Looking at things like Snowpocalypse, ThreeWordsMe and the kid who just did the three words "clone" 5factsabout.me; as a noobie who wants to dip their toes in the webapp space, I'm wondering where people host these smaller projects.
======
glaucon
Well as you describe yourself as a noob I'll say this. Take a good look at
Google App Engine before committing to it. Maybe read this too <http://www-cs-
students.stanford.edu/~silver/gae.html> . I'm sure it works for some people
but I wouldn't want to find my product taking off and then having to port off
GAE to deal with it.

------
beagle3
Rackspace Cloud has a $10/month 256MB instance (though traffic is extra).
Amazon EC2 micro instance is free for one year (traffic is extra). VPSLink is
a little pricier but works well. Linode is pricier still but (2nd hand report)
works extremely well.

------
RoyceFullerton
I host all of my side projects on Google App Engine and write them using
Gaelyk. It is a lightweight Groovy framework for GAE, if you already know Java
you're good to go.

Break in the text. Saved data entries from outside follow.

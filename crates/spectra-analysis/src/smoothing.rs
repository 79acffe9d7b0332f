//! Moving-average smoothing across neighbouring display columns.

use crate::mapper::PixelPoint;

/// Smooths `points` in place over the columns within `radius` of each
/// point's `x`.
///
/// `points` must be sorted by `x`. Columns that received no bins are not
/// emitted, so a window only covers the points that exist in it and sparse
/// low-frequency columns are never blended with distant neighbours.
///
/// dB values are averaged directly (they are already clamped to the display
/// range, so no `-inf` reaches the mean). The overlap flag takes the majority
/// vote of its window. Windows shrink at the edges.
pub fn smooth_columns(points: &mut [PixelPoint], radius: usize) {
    if radius == 0 || points.len() < 2 {
        return;
    }

    let source = points.to_vec();
    let reach = radius as f32;
    let mut lo = 0;
    let mut hi = 0;

    for (i, point) in points.iter_mut().enumerate() {
        let x = source[i].x;
        while source[lo].x < x - reach {
            lo += 1;
        }
        while hi < source.len() && source[hi].x <= x + reach {
            hi += 1;
        }
        let window = &source[lo..hi];
        let n = window.len() as f32;

        point.left_db = window.iter().map(|p| p.left_db).sum::<f32>() / n;
        if point.right_db.is_some() {
            point.right_db = Some(
                window
                    .iter()
                    .map(|p| p.right_db.unwrap_or(p.left_db))
                    .sum::<f32>()
                    / n,
            );
        }

        let votes = window.iter().filter(|p| p.overlapping).count();
        point.overlapping = votes * 2 > window.len();
    }
}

Once you get one project out, it is amazing how productive
you can be. Check it out here: <http://gaelyk.appspot.com> Let me know if you
want any help or would like to work together on something.

------
kgutteridge
If you dont want to get involved with the sys admin

Heroku for Ruby Apps Google App Engine, Java or Python Windows Azure .net

If you want to maintain the server yourself a VPS is probably the best best
Linode/Slicehost

Amazon S3 for static file storage

------
kwellman
If you're a python or java programmer you could use Google App Engine. It
seems ideal for small projects.

I know breakupnotifier.com was hosted on GAE.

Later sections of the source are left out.